use crate::traits::{FloatScalar, Scalar};

use super::{DynMatrix, MatrixError};

/// Binary operation applied cell by cell.
///
/// Used both for matrix–matrix ops (`op(a[i,j], b[i,j])`) and for
/// matrix–scalar ops (`op(a[i,j], alpha)`).
///
/// ```
/// use spectral_core::dynmatrix::Cellwise;
/// assert_eq!(Cellwise::Sub.apply(5.0_f64, 2.0), 3.0);
/// assert!((Cellwise::Pow.apply(2.0_f64, 3.0) - 8.0).abs() < 1e-12);
/// ```
#[derive(Debug, Clone, Copy, PartialEq, Eq)]
pub enum Cellwise {
    Add,
    Sub,
    Mul,
    Div,
    /// `a.powf(b)`.
    Pow,
}

impl Cellwise {
    #[inline]
    pub fn apply<T: FloatScalar>(self, a: T, b: T) -> T {
        match self {
            Cellwise::Add => a + b,
            Cellwise::Sub => a - b,
            Cellwise::Mul => a * b,
            Cellwise::Div => a / b,
            Cellwise::Pow => a.powf(b),
        }
    }
}

#[inline]
fn assert_same_shape<T>(op: &str, a: &DynMatrix<T>, b: &DynMatrix<T>) {
    assert_eq!(
        a.shape(),
        b.shape(),
        "dimension mismatch: {}x{} {} {}x{}",
        a.nrows(),
        a.ncols(),
        op,
        b.nrows(),
        b.ncols(),
    );
}

// ── Cellwise and scalar ops ─────────────────────────────────────────

impl<T: FloatScalar> DynMatrix<T> {
    /// `self[i,j] = op(lhs[i,j], rhs[i,j])` for every cell.
    ///
    /// Panics unless `self`, `lhs` and `rhs` share a shape.
    ///
    /// ```
    /// use spectral_core::DynMatrix;
    /// use spectral_core::dynmatrix::Cellwise;
    ///
    /// let a = DynMatrix::from_rows(1, 2, &[6.0_f64, 8.0]).unwrap();
    /// let b = DynMatrix::from_rows(1, 2, &[2.0, 4.0]).unwrap();
    /// let mut dst = DynMatrix::like(&a).unwrap();
    /// dst.cellwise_from(&a, &b, Cellwise::Div);
    /// assert_eq!(dst[(0, 0)], 3.0);
    /// assert_eq!(dst[(0, 1)], 2.0);
    /// ```
    pub fn cellwise_from(&mut self, lhs: &Self, rhs: &Self, op: Cellwise) {
        assert_same_shape("cellwise", lhs, rhs);
        assert_same_shape("into", lhs, self);
        for i in 0..self.nrows() {
            for j in 0..self.ncols() {
                self.set(i, j, op.apply(lhs.at(i, j), rhs.at(i, j)));
            }
        }
    }

    /// `self[i,j] = op(self[i,j], rhs[i,j])` for every cell.
    pub fn cellwise_assign(&mut self, rhs: &Self, op: Cellwise) {
        assert_same_shape("cellwise", self, rhs);
        for i in 0..self.nrows() {
            for j in 0..self.ncols() {
                let v = op.apply(self.at(i, j), rhs.at(i, j));
                self.set(i, j, v);
            }
        }
    }

    /// Fresh matrix holding `op(self[i,j], rhs[i,j])`.
    pub fn cellwise(&self, rhs: &Self, op: Cellwise) -> Result<Self, MatrixError> {
        let mut out = DynMatrix::like(self)?;
        out.cellwise_from(self, rhs, op);
        Ok(out)
    }

    /// `self[i,j] = op(src[i,j], alpha)` for every cell.
    ///
    /// ```
    /// use spectral_core::DynMatrix;
    /// use spectral_core::dynmatrix::Cellwise;
    ///
    /// let a = DynMatrix::from_rows(1, 2, &[1.0_f64, 2.0]).unwrap();
    /// let mut dst = DynMatrix::like(&a).unwrap();
    /// dst.scalar_from(&a, 2.0, Cellwise::Pow);
    /// assert!((dst[(0, 1)] - 4.0).abs() < 1e-12);
    /// ```
    pub fn scalar_from(&mut self, src: &Self, alpha: T, op: Cellwise) {
        assert_same_shape("into", src, self);
        for i in 0..self.nrows() {
            for j in 0..self.ncols() {
                self.set(i, j, op.apply(src.at(i, j), alpha));
            }
        }
    }

    /// `self[i,j] = op(self[i,j], alpha)` for every cell.
    pub fn scalar_assign(&mut self, alpha: T, op: Cellwise) {
        for x in self.data.iter_mut() {
            *x = op.apply(*x, alpha);
        }
    }

    /// Fresh matrix holding `op(self[i,j], alpha)`.
    pub fn scalar(&self, alpha: T, op: Cellwise) -> Result<Self, MatrixError> {
        let mut out = DynMatrix::like(self)?;
        out.scalar_from(self, alpha, op);
        Ok(out)
    }

    /// Reversed power: `self[i,j] = base ^ src[i,j]`.
    ///
    /// ```
    /// use spectral_core::DynMatrix;
    /// let a = DynMatrix::from_rows(1, 3, &[0.0_f64, 1.0, 3.0]).unwrap();
    /// let mut dst = DynMatrix::like(&a).unwrap();
    /// dst.scalar_pow_from(&a, 2.0);
    /// assert!((dst[(0, 2)] - 8.0).abs() < 1e-12);
    /// ```
    pub fn scalar_pow_from(&mut self, src: &Self, base: T) {
        assert_same_shape("into", src, self);
        for i in 0..self.nrows() {
            for j in 0..self.ncols() {
                self.set(i, j, base.powf(src.at(i, j)));
            }
        }
    }

    /// Reversed power in place: `self[i,j] = base ^ self[i,j]`.
    pub fn scalar_pow_assign(&mut self, base: T) {
        for x in self.data.iter_mut() {
            *x = base.powf(*x);
        }
    }
}

// ── Matrix multiply ─────────────────────────────────────────────────

impl<T: Scalar> DynMatrix<T> {
    /// `self = lhs @ rhs`, classic triple loop accumulating in `T`.
    ///
    /// Operands are read through their transpose views, so passing a
    /// transposed `V` multiplies by `V^T` without copying. `self` cannot
    /// alias `lhs` or `rhs`.
    ///
    /// Panics unless `lhs.ncols() == rhs.nrows()` and `self` is
    /// `lhs.nrows() x rhs.ncols()`.
    ///
    /// ```
    /// use spectral_core::DynMatrix;
    /// let a = DynMatrix::from_rows(2, 2, &[1.0_f64, 2.0, 3.0, 4.0]).unwrap();
    /// let b = DynMatrix::from_rows(2, 1, &[1.0, 1.0]).unwrap();
    /// let mut c = DynMatrix::zeros(2, 1).unwrap();
    /// c.matmul_into(&a, &b);
    /// assert_eq!(c[(0, 0)], 3.0);
    /// assert_eq!(c[(1, 0)], 7.0);
    /// ```
    pub fn matmul_into(&mut self, lhs: &Self, rhs: &Self) {
        assert_eq!(
            lhs.ncols(),
            rhs.nrows(),
            "dimension mismatch: {}x{} * {}x{}",
            lhs.nrows(),
            lhs.ncols(),
            rhs.nrows(),
            rhs.ncols(),
        );
        assert_eq!(
            self.shape(),
            (lhs.nrows(), rhs.ncols()),
            "dimension mismatch: product is {}x{}, destination is {}x{}",
            lhs.nrows(),
            rhs.ncols(),
            self.nrows(),
            self.ncols(),
        );
        let inner = lhs.ncols();
        for i in 0..self.nrows() {
            for j in 0..self.ncols() {
                let mut acc = T::zero();
                for k in 0..inner {
                    acc = acc + lhs.at(i, k) * rhs.at(k, j);
                }
                self.set(i, j, acc);
            }
        }
    }

    /// Fresh matrix holding `self @ rhs`.
    pub fn matmul(&self, rhs: &Self) -> Result<Self, MatrixError> {
        let mut out = DynMatrix::zeros(self.nrows(), rhs.ncols())?.with_bounds_check(self.bounds);
        out.matmul_into(self, rhs);
        Ok(out)
    }
}

#[cfg(test)]
mod tests {
    use super::*;

    const TOL: f64 = 1e-12;

    fn assert_near(a: f64, b: f64, tol: f64, msg: &str) {
        assert!(
            (a - b).abs() < tol,
            "{}: {} vs {} (diff {})",
            msg,
            a,
            b,
            (a - b).abs()
        );
    }

    fn sample() -> DynMatrix<f64> {
        DynMatrix::from_rows(2, 3, &[1.0, 2.0, 3.0, 4.0, 5.0, 6.0]).unwrap()
    }

    #[test]
    fn cellwise_all_ops() {
        let a = DynMatrix::from_rows(1, 2, &[6.0_f64, 2.0]).unwrap();
        let b = DynMatrix::from_rows(1, 2, &[3.0, 3.0]).unwrap();
        let cases = [
            (Cellwise::Add, [9.0, 5.0]),
            (Cellwise::Sub, [3.0, -1.0]),
            (Cellwise::Mul, [18.0, 6.0]),
            (Cellwise::Div, [2.0, 2.0 / 3.0]),
            (Cellwise::Pow, [216.0, 8.0]),
        ];
        for (op, expected) in cases {
            let c = a.cellwise(&b, op).unwrap();
            assert_near(c[(0, 0)], expected[0], TOL, &format!("{:?}", op));
            assert_near(c[(0, 1)], expected[1], TOL, &format!("{:?}", op));
        }
    }

    #[test]
    fn cellwise_assign_in_place() {
        let mut a = sample();
        let b = sample();
        a.cellwise_assign(&b, Cellwise::Add);
        assert_eq!(a[(1, 2)], 12.0);
    }

    #[test]
    fn cellwise_respects_transpose() {
        let a = sample();
        let mut b = DynMatrix::from_rows(3, 2, &[1.0, 4.0, 2.0, 5.0, 3.0, 6.0]).unwrap();
        b.transpose();
        let c = a.cellwise(&b, Cellwise::Sub).unwrap();
        for i in 0..2 {
            for j in 0..3 {
                assert_eq!(c[(i, j)], 0.0);
            }
        }
    }

    #[test]
    #[should_panic(expected = "dimension mismatch")]
    fn cellwise_shape_mismatch() {
        let a = sample();
        let b = DynMatrix::<f64>::zeros(3, 2).unwrap();
        let _ = a.cellwise(&b, Cellwise::Add);
    }

    #[test]
    #[should_panic(expected = "dimension mismatch")]
    fn cellwise_destination_mismatch() {
        let a = sample();
        let mut dst = DynMatrix::<f64>::zeros(2, 2).unwrap();
        dst.cellwise_from(&a, &a, Cellwise::Mul);
    }

    #[test]
    fn scalar_ops() {
        let a = sample();
        assert_eq!(a.scalar(1.0, Cellwise::Add).unwrap()[(0, 0)], 2.0);
        assert_eq!(a.scalar(1.0, Cellwise::Sub).unwrap()[(0, 0)], 0.0);
        assert_eq!(a.scalar(2.0, Cellwise::Mul).unwrap()[(1, 2)], 12.0);
        assert_eq!(a.scalar(2.0, Cellwise::Div).unwrap()[(1, 1)], 2.5);
        assert_near(a.scalar(2.0, Cellwise::Pow).unwrap()[(1, 0)], 16.0, TOL, "pow");
    }

    #[test]
    fn scalar_assign_fill_pattern() {
        // Zero then shift: how a filled matrix can be rebuilt in place.
        let mut a = sample();
        a.scalar_assign(0.0, Cellwise::Mul);
        a.scalar_assign(7.0, Cellwise::Add);
        assert_eq!(a, DynMatrix::fill(2, 3, 7.0).unwrap());
    }

    #[test]
    fn scalar_pow_reversed() {
        let a = DynMatrix::from_rows(1, 3, &[0.0_f64, 0.5, 2.0]).unwrap();
        let mut b = a.clone();
        b.scalar_pow_assign(4.0);
        assert_near(b[(0, 0)], 1.0, TOL, "4^0");
        assert_near(b[(0, 1)], 2.0, TOL, "4^0.5");
        assert_near(b[(0, 2)], 16.0, TOL, "4^2");
    }

    #[test]
    fn matmul_known() {
        let a = sample();
        let b = DynMatrix::from_rows(3, 2, &[7.0, 8.0, 9.0, 10.0, 11.0, 12.0]).unwrap();
        let c = a.matmul(&b).unwrap();
        assert_eq!(c.shape(), (2, 2));
        assert_eq!(c[(0, 0)], 58.0);
        assert_eq!(c[(0, 1)], 64.0);
        assert_eq!(c[(1, 0)], 139.0);
        assert_eq!(c[(1, 1)], 154.0);
    }

    #[test]
    fn matmul_identity() {
        let m = DynMatrix::from_fn(4, 4, |i, j| (i as f64) - 2.0 * (j as f64) + 0.5).unwrap();
        let id = DynMatrix::eye(4).unwrap();
        assert_eq!(m.matmul(&id).unwrap(), m);
        assert_eq!(id.matmul(&m).unwrap(), m);
    }

    #[test]
    fn matmul_transposed_operand() {
        // A^T A through the view equals the explicit product.
        let a = sample();
        let at = a.clone().into_transpose();
        let explicit = DynMatrix::from_rows(3, 2, &[1.0, 4.0, 2.0, 5.0, 3.0, 6.0]).unwrap();
        assert_eq!(at.matmul(&a).unwrap(), explicit.matmul(&a).unwrap());
    }

    #[test]
    fn matmul_into_transposed_destination() {
        let a = DynMatrix::from_rows(2, 2, &[1.0, 2.0, 3.0, 4.0]).unwrap();
        let mut dst = DynMatrix::<f64>::zeros(2, 2).unwrap().into_transpose();
        dst.matmul_into(&a, &a);
        assert_eq!(dst[(0, 0)], 7.0);
        assert_eq!(dst[(0, 1)], 10.0);
        assert_eq!(dst[(1, 0)], 15.0);
        assert_eq!(dst[(1, 1)], 22.0);
    }

    #[test]
    #[should_panic(expected = "dimension mismatch")]
    fn matmul_inner_mismatch() {
        let a = sample();
        let _ = a.matmul(&a);
    }
}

··········

Print exactly the lines above from the one with "let c = a.cellwise(&b, Cellwise::Sub).unwrap();" to the one with "assert_eq!(m.matmul(&id).unwrap(), m);", including both.

        let c = a.cellwise(&b, Cellwise::Sub).unwrap();
        for i in 0..2 {
            for j in 0..3 {
                assert_eq!(c[(i, j)], 0.0);
            }
        }
    }

    #[test]
    #[should_panic(expected = "dimension mismatch")]
    fn cellwise_shape_mismatch() {
        let a = sample();
        let b = DynMatrix::<f64>::zeros(3, 2).unwrap();
        let _ = a.cellwise(&b, Cellwise::Add);
    }

    #[test]
    #[should_panic(expected = "dimension mismatch")]
    fn cellwise_destination_mismatch() {
        let a = sample();
        let mut dst = DynMatrix::<f64>::zeros(2, 2).unwrap();
        dst.cellwise_from(&a, &a, Cellwise::Mul);
    }

    #[test]
    fn scalar_ops() {
        let a = sample();
        assert_eq!(a.scalar(1.0, Cellwise::Add).unwrap()[(0, 0)], 2.0);
        assert_eq!(a.scalar(1.0, Cellwise::Sub).unwrap()[(0, 0)], 0.0);
        assert_eq!(a.scalar(2.0, Cellwise::Mul).unwrap()[(1, 2)], 12.0);
        assert_eq!(a.scalar(2.0, Cellwise::Div).unwrap()[(1, 1)], 2.5);
        assert_near(a.scalar(2.0, Cellwise::Pow).unwrap()[(1, 0)], 16.0, TOL, "pow");
    }

    #[test]
    fn scalar_assign_fill_pattern() {
        // Zero then shift: how a filled matrix can be rebuilt in place.
        let mut a = sample();
        a.scalar_assign(0.0, Cellwise::Mul);
        a.scalar_assign(7.0, Cellwise::Add);
        assert_eq!(a, DynMatrix::fill(2, 3, 7.0).unwrap());
    }

    #[test]
    fn scalar_pow_reversed() {
        let a = DynMatrix::from_rows(1, 3, &[0.0_f64, 0.5, 2.0]).unwrap();
        let mut b = a.clone();
        b.scalar_pow_assign(4.0);
        assert_near(b[(0, 0)], 1.0, TOL, "4^0");
        assert_near(b[(0, 1)], 2.0, TOL, "4^0.5");
        assert_near(b[(0, 2)], 16.0, TOL, "4^2");
    }

    #[test]
    fn matmul_known() {
        let a = sample();
        let b = DynMatrix::from_rows(3, 2, &[7.0, 8.0, 9.0, 10.0, 11.0, 12.0]).unwrap();
        let c = a.matmul(&b).unwrap();
        assert_eq!(c.shape(), (2, 2));
        assert_eq!(c[(0, 0)], 58.0);
        assert_eq!(c[(0, 1)], 64.0);
        assert_eq!(c[(1, 0)], 139.0);
        assert_eq!(c[(1, 1)], 154.0);
    }

    #[test]
    fn matmul_identity() {
        let m = DynMatrix::from_fn(4, 4, |i, j| (i as f64) - 2.0 * (j as f64) + 0.5).unwrap();
        let id = DynMatrix::eye(4).unwrap();
        assert_eq!(m.matmul(&id).unwrap(), m);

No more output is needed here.